![]() |
| Bustami Zainudin |
WAY KANAN - Pemerintah Kabupaten (Pemkab) Way Kanan, Provinsi Lampung mengalokasikan penambahan anggaran bagi pelayanan kesehatan dalam APBD Perubahan 2013 yang disahkan hari ini oleh DPRD setempat sekitar Rp5 miliar.
"Untuk pelayanan kesehatan dari Jampersal, Jamkesmas, RSUD dan lain-lain nya ada kenaikan sekitar Rp5 miliar," ujar Kepala Dinas Pendapatan, Pengelolaan Keuangan, dan Aset Waykanan Edward Anthony, Jumat (13/9/2013).

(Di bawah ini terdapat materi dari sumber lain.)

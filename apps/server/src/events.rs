//! OneBot v11 event receiver.
//!
//! The OneBot implementation POSTs every event to `/`. Group messages are
//! handed to the command handler in the background; the HTTP reply is always
//! an empty 204 so the bot never waits on a balance lookup.

use crate::state::SharedState;
use axum::extract::State;
use axum::http::StatusCode;
use axum::routing::post;
use axum::{Json, Router};
use meterbot_alerts::GroupMessage;
use meterbot_core::{GroupId, UserId};
use serde_json::Value;
use tracing::{debug, error, info};

/// OneBot ids arrive as numbers or strings depending on the implementation.
fn id_field(event: &Value, key: &str) -> Option<String> {
    match event.get(key)? {
        Value::Number(n) => Some(n.to_string()),
        Value::String(s) if !s.trim().is_empty() => Some(s.trim().to_string()),
        _ => None,
    }
}

/// Extract a group message from a raw event, or `None` for any other event.
pub fn parse_group_message(event: &Value) -> Option<GroupMessage> {
    if event.get("post_type")?.as_str()? != "message" {
        return None;
    }
    if event.get("message_type")?.as_str()? != "group" {
        return None;
    }

    let text = event
        .get("raw_message")
        .and_then(Value::as_str)
        .or_else(|| event.get("message").and_then(Value::as_str))?;

    Some(GroupMessage {
        group_id: GroupId::new(id_field(event, "group_id")?),
        user_id: UserId::new(id_field(event, "user_id")?),
        message_id: id_field(event, "message_id").unwrap_or_default(),
        text: text.trim().to_string(),
    })
}

async fn receive_event(State(state): State<SharedState>, Json(event): Json<Value>) -> StatusCode {
    let Some(message) = parse_group_message(&event) else {
        debug!(
            post_type = event.get("post_type").and_then(serde_json::Value::as_str).unwrap_or("unknown"),
            "Ignoring event"
        );
        return StatusCode::NO_CONTENT;
    };

    tokio::spawn(async move {
        match state.commands.handle(&message).await {
            Ok(true) => debug!(group = %message.group_id, user = %message.user_id, "Command handled"),
            Ok(false) => {}
            Err(e) => error!(
                group = %message.group_id,
                user = %message.user_id,
                error = %e,
                "Command failed"
            ),
        }
    });
    StatusCode::NO_CONTENT
}

pub fn create_event_router(state: SharedState) -> Router {
    Router::new()
        .route("/", post(receive_event))
        .with_state(state)
}

/// Bind the event receiver and serve it in the background.
pub async fn start_event_server(
    state: SharedState,
    addr: &str,
) -> Result<tokio::task::JoinHandle<()>, Box<dyn std::error::Error + Send + Sync>> {
    let app = create_event_router(state);
    let listener = tokio::net::TcpListener::bind(addr).await?;
    info!("OneBot event receiver listening on http://{}", listener.local_addr()?);

    Ok(tokio::spawn(async move {
        if let Err(e) = axum::serve(listener, app).await {
            error!("Event receiver error: {}", e);
        }
    }))
}

#[cfg(test)]
mod tests {
    use super::*;
    use crate::config::AppConfig;
    use crate::state::AppState;
    use async_trait::async_trait;
    use meterbot_alerts::{Notifier, NotifyError};
    use meterbot_billing::{BalanceSource, QueryError};
    use meterbot_core::{AccountBalance, AccountId};
    use pretty_assertions::assert_eq;
    use serde_json::json;
    use std::sync::{Arc, Mutex};
    use std::time::Duration;

    struct NoBilling;

    #[async_trait]
    impl BalanceSource for NoBilling {
        async fn fetch(&self, _account: &AccountId) -> Result<AccountBalance, QueryError> {
            Err(QueryError::NotFound)
        }
    }

    #[derive(Default)]
    struct Outbox(Mutex<Vec<String>>);

    #[async_trait]
    impl Notifier for Outbox {
        async fn send_group_message(&self, _group: &GroupId, text: &str) -> Result<(), NotifyError> {
            self.0.lock().unwrap().push(text.to_string());
            Ok(())
        }
    }

    #[test]
    fn test_parse_group_message() {
        let event = json!({
            "post_type": "message",
            "message_type": "group",
            "group_id": 1001,
            "user_id": "2002",
            "message_id": -12345,
            "raw_message": "  查询 ",
            "message": [{"type": "text", "data": {"text": "查询"}}]
        });
        assert_eq!(
            parse_group_message(&event),
            Some(GroupMessage {
                group_id: GroupId::from("1001"),
                user_id: UserId::from("2002"),
                message_id: "-12345".into(),
                text: "查询".into(),
            })
        );
    }

    #[test]
    fn test_string_message_fallback() {
        let event = json!({
            "post_type": "message",
            "message_type": "group",
            "group_id": "1001",
            "user_id": 2002,
            "message": "qfnueqmenu"
        });
        let message = parse_group_message(&event).unwrap();
        assert_eq!(message.text, "qfnueqmenu");
        assert_eq!(message.message_id, "");
    }

    #[test]
    fn test_other_events_ignored() {
        for event in [
            json!({"post_type": "meta_event", "meta_event_type": "heartbeat"}),
            json!({"post_type": "message", "message_type": "private", "user_id": 1, "raw_message": "查询"}),
            json!({"post_type": "notice", "group_id": 1001}),
            json!({"post_type": "message", "message_type": "group", "user_id": 1, "raw_message": "查询"}),
            json!({"status": "ok", "retcode": 0}),
        ] {
            assert_eq!(parse_group_message(&event), None);
        }
    }

    #[tokio::test]
    async fn test_receiver_dispatches_group_commands() {
        let dir = tempfile::tempdir().unwrap();
        let mut config = AppConfig::default();
        config.data_dir = dir.path().join("groups");
        config.switch_file = dir.path().join("switch.json");
        let outbox = Arc::new(Outbox::default());
        let state = Arc::new(
            AppState::new(config, Arc::new(NoBilling), outbox.clone())
                .await
                .unwrap(),
        );

        let listener = tokio::net::TcpListener::bind("127.0.0.1:0").await.unwrap();
        let addr = listener.local_addr().unwrap();
        tokio::spawn(async move {
            axum::serve(listener, create_event_router(state)).await.unwrap();
        });

        let client = reqwest::Client::new();
        for event in [
            json!({"post_type": "meta_event", "meta_event_type": "heartbeat"}),
            json!({
                "post_type": "message",
                "message_type": "group",
                "group_id": 1001,
                "user_id": 2002,
                "message_id": 5,
                "raw_message": "qfnueqmenu"
            }),
        ] {
            let response = client
                .post(format!("http://{addr}/"))
                .json(&event)
                .send()
                .await
                .unwrap();
            assert_eq!(response.status(), reqwest::StatusCode::NO_CONTENT);
        }

        for _ in 0..100 {
            if !outbox.0.lock().unwrap().is_empty() {
                break;
            }
            tokio::time::sleep(Duration::from_millis(10)).await;
        }
        let sent = outbox.0.lock().unwrap().clone();
        assert_eq!(sent.len(), 1);
        assert!(sent[0].starts_with("[CQ:reply,id=5]"));
    }
}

Namun demikian, kata Edward didampingi Kepala Bidang Anggaran Kusuma Anakori, kebijakan pemerintah pusat juga mempengaruhi penambahan anggaran untuk kesehatan di daerah tersebut.
"Tadinya sekitar Rp2 miliar, dengan adanya kenaikan menjadi sekitar Rp7,2 miliar," ujar dia menjelaskan. Bupati Waykanan Bustami Zainudin, sambung Edward, berharap peningkatan anggaran kesehatan bisa memperbaiki pelayanan kesehatan bagi masyarakat di daerah yang dicanangkan sebagai 'Bumi Petani' itu.
"Hitung-hitungannya sudah jelas. Peningkatan anggaran diharapkan bisa menopang pelayanan kesehatan menjadi lebih baik," kata Edward.
Sejumlah warga, anggota legislatif dan organisasi pers di daerah itu seringkali meminta badan publik yang melayani kesehatan masyarakat di daerah itu seperti RSUD ZA Pagar Alam untuk memperbaiki pelayanan dan fasilitas yang ada.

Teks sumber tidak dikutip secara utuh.